→ Supplied material
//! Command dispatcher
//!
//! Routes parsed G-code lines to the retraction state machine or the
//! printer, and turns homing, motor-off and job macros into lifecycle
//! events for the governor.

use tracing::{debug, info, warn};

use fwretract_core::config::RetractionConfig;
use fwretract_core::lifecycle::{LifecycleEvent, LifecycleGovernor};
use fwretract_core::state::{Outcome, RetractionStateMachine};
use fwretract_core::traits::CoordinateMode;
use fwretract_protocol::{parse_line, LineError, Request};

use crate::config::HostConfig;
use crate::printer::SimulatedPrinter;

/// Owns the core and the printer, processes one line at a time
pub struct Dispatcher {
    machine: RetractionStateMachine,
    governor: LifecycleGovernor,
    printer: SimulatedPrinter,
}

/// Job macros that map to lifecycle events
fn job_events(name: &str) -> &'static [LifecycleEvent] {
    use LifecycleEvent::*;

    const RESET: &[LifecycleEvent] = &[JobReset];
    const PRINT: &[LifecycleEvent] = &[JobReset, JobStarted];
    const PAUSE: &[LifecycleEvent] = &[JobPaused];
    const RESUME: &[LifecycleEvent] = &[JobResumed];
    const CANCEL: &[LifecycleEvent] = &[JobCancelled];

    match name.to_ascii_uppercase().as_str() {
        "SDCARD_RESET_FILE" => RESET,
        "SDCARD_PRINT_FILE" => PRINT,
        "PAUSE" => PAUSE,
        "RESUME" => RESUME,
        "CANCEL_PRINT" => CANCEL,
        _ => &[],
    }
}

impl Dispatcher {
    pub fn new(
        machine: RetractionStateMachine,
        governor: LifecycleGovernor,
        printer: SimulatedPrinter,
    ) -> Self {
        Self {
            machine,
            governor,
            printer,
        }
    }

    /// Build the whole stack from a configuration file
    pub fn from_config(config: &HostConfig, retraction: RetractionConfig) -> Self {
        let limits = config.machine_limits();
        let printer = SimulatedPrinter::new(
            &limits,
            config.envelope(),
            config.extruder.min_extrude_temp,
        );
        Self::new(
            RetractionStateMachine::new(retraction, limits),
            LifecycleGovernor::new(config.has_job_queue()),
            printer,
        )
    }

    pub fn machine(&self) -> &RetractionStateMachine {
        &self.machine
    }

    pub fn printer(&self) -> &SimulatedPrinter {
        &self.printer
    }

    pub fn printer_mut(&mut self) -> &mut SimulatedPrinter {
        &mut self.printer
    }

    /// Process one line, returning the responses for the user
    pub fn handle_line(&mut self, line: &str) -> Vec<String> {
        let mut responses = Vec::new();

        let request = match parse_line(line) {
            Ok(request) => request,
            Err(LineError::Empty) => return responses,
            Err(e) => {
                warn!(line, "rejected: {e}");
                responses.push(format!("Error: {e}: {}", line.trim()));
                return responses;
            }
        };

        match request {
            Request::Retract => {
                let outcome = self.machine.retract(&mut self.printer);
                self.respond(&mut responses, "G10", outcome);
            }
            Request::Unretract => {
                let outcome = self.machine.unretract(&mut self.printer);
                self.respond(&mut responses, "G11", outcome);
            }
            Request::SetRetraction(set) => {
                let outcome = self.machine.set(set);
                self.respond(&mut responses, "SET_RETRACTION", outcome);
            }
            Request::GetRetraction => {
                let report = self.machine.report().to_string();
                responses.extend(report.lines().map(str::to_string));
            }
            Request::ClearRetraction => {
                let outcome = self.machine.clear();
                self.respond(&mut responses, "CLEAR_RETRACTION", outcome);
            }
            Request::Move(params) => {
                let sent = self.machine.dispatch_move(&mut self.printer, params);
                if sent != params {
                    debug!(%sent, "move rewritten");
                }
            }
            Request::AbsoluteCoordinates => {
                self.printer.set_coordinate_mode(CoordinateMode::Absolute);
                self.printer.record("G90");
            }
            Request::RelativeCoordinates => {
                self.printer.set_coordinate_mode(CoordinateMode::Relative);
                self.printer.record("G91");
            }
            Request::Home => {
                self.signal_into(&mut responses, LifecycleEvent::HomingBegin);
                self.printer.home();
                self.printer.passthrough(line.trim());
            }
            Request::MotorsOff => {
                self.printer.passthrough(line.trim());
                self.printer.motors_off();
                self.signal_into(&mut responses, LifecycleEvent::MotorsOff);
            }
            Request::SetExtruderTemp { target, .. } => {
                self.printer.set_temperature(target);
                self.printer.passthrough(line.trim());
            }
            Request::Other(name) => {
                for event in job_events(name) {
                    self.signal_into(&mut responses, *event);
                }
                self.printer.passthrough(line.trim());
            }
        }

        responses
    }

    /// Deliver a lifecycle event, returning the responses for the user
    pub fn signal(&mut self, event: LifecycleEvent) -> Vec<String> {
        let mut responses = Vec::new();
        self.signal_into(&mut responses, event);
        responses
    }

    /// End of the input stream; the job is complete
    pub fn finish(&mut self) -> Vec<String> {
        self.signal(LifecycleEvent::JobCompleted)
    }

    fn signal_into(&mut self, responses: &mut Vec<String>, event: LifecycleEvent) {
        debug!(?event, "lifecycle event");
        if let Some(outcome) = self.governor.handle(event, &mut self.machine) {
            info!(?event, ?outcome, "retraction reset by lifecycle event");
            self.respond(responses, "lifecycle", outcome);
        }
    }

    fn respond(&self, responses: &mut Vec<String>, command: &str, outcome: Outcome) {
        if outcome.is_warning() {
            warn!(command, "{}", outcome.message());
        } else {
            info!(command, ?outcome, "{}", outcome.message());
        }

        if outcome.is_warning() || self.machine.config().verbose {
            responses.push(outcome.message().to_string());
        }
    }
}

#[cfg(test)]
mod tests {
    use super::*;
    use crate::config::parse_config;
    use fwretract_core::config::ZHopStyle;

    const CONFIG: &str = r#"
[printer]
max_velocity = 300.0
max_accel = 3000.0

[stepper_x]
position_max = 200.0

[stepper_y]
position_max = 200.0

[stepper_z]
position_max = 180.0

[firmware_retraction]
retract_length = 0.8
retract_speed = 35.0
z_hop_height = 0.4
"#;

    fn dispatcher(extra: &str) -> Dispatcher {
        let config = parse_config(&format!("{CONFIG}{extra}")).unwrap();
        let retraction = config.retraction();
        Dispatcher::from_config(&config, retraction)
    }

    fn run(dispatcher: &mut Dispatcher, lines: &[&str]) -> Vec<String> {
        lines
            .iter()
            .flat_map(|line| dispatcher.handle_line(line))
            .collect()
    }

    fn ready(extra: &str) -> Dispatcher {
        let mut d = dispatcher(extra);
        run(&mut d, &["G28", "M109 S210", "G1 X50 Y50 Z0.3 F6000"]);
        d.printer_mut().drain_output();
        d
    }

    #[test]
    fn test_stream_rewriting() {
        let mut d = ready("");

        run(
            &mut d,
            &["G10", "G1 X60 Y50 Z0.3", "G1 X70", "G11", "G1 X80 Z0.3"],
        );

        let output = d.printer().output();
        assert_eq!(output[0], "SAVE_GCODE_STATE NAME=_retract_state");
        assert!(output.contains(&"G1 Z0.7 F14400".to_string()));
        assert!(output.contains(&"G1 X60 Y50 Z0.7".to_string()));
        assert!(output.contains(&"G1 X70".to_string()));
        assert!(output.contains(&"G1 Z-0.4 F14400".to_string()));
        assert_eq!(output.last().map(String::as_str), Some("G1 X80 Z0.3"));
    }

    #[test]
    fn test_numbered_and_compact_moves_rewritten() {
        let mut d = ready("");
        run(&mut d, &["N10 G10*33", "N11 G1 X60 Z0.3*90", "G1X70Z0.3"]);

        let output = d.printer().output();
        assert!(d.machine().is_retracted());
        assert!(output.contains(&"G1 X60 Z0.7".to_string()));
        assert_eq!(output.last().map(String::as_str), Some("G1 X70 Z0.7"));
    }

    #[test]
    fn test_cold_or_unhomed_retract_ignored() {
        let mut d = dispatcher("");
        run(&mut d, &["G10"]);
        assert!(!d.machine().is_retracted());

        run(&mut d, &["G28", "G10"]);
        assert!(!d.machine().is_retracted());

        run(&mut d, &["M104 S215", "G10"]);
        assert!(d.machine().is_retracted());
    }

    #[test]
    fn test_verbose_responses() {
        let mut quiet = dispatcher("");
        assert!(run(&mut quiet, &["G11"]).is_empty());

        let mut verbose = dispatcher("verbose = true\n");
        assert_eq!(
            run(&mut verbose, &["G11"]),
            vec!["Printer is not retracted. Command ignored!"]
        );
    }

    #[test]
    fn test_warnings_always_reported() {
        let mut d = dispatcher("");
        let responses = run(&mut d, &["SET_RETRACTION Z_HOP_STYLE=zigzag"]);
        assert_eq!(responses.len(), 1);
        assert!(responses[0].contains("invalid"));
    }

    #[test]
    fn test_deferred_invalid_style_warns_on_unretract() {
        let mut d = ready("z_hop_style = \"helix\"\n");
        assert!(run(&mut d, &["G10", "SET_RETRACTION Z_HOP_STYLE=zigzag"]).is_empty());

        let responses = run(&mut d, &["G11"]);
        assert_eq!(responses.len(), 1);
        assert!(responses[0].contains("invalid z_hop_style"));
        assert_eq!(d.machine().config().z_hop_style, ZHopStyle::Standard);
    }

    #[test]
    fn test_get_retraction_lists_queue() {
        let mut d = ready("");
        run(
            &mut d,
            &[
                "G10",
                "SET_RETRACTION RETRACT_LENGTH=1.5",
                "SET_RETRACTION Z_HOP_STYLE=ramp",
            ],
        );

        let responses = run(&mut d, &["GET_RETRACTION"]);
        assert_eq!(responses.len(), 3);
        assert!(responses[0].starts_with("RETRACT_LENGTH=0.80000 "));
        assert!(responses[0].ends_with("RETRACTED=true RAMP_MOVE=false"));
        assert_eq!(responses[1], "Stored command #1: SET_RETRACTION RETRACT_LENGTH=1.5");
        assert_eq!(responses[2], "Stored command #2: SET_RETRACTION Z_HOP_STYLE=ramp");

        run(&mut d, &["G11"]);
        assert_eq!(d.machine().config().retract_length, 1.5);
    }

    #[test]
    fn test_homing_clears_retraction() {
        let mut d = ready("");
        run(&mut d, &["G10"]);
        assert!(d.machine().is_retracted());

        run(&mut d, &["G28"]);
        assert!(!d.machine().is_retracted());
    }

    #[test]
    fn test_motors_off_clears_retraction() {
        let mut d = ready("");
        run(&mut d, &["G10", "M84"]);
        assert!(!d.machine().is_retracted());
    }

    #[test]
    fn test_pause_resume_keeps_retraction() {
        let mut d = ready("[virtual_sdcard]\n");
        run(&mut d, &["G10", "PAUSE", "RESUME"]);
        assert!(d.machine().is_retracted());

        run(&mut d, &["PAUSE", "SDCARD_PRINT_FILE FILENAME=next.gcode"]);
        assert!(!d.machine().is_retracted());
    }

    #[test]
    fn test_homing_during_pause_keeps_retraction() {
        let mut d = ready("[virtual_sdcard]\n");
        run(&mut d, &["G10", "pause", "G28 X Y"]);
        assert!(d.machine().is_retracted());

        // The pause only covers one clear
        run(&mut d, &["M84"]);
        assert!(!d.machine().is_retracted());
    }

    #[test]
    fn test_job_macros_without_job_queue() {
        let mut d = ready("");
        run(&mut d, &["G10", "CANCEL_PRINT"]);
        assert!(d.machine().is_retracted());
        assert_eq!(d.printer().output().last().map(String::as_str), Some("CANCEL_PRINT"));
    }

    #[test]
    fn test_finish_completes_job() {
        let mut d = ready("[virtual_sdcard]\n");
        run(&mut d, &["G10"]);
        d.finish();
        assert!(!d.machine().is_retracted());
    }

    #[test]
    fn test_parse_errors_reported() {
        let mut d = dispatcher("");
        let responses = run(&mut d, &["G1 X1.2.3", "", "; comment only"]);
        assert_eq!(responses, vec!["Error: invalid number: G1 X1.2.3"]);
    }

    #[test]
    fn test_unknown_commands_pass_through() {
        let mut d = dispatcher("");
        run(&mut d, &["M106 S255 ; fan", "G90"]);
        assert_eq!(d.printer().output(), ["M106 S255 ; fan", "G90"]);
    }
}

→ Problem statement
The answer must be a single number: how many lines in the listing above include the word "record".

→ Answer for the task
2